— Your goal —
The answer must be every line below that holds the word "lookup".

— Data to process —
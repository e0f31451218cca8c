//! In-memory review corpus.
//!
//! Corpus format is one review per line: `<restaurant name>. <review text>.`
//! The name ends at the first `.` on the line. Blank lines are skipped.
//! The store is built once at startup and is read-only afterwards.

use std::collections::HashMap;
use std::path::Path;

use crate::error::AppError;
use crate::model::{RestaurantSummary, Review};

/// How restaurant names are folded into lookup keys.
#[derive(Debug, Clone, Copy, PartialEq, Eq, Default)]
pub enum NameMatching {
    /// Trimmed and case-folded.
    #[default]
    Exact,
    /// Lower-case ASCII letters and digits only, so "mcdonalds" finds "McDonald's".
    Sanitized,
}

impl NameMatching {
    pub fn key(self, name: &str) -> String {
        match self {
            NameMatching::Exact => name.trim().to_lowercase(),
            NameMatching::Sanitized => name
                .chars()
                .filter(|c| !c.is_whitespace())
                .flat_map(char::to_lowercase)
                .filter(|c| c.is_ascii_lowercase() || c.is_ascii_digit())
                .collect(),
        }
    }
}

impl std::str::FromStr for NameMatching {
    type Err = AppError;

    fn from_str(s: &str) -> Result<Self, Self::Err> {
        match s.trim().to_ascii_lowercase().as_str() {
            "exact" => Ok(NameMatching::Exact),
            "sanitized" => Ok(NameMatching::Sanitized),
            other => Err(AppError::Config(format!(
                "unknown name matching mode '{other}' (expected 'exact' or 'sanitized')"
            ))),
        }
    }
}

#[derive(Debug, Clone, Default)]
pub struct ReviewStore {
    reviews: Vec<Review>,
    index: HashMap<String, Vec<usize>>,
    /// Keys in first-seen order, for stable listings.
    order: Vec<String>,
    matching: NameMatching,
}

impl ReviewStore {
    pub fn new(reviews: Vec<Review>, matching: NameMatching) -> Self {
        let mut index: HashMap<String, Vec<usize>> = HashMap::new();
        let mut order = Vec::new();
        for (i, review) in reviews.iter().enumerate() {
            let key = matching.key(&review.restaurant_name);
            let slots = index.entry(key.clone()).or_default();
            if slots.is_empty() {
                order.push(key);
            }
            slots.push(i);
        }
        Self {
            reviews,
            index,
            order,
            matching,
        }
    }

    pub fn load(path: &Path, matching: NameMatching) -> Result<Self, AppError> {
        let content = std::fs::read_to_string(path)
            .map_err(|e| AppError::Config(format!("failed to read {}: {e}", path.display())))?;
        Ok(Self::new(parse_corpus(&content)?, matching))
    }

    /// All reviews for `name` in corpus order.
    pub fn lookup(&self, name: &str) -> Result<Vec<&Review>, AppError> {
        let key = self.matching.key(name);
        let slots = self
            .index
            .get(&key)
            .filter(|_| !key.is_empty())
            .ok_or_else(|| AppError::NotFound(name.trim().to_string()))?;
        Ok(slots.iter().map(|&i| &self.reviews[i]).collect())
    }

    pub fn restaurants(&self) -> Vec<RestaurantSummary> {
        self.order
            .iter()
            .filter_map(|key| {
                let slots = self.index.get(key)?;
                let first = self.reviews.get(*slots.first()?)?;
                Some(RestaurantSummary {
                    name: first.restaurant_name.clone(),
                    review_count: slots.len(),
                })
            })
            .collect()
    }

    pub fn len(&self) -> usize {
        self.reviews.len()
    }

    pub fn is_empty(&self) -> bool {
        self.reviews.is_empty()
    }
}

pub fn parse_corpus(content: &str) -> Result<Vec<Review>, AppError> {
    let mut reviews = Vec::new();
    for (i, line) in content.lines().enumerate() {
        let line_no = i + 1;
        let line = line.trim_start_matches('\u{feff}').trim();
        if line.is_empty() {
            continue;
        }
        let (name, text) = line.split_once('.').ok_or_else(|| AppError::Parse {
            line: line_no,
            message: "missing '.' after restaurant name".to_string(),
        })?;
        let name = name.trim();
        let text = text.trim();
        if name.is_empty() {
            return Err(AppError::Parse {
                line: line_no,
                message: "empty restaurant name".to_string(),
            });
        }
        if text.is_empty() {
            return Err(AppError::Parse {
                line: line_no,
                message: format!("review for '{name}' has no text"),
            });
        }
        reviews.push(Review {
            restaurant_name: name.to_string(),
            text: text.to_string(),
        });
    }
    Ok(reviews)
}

==

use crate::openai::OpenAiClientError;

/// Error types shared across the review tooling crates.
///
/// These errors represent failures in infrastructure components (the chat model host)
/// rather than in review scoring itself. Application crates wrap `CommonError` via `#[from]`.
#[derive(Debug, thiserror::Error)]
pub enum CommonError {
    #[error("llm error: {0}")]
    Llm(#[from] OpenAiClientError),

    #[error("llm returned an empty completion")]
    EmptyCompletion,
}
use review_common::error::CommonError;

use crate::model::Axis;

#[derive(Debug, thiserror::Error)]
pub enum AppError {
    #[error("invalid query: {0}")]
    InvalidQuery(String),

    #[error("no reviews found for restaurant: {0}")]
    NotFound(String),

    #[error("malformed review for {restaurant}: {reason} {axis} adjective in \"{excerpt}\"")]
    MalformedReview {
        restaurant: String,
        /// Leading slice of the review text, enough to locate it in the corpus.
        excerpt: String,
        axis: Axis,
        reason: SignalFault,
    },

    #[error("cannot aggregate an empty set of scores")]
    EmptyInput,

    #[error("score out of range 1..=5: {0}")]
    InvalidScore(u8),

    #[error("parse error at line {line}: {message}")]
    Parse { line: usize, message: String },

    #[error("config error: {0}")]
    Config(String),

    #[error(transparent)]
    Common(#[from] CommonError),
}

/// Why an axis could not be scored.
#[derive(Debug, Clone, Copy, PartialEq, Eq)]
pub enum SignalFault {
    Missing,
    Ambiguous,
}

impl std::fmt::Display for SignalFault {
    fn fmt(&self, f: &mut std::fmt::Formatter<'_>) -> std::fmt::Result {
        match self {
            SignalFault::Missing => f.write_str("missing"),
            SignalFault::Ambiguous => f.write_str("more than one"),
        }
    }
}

— Exercise answer —
/// How restaurant names are folded into lookup keys.
    pub fn lookup(&self, name: &str) -> Result<Vec<&Review>, AppError> {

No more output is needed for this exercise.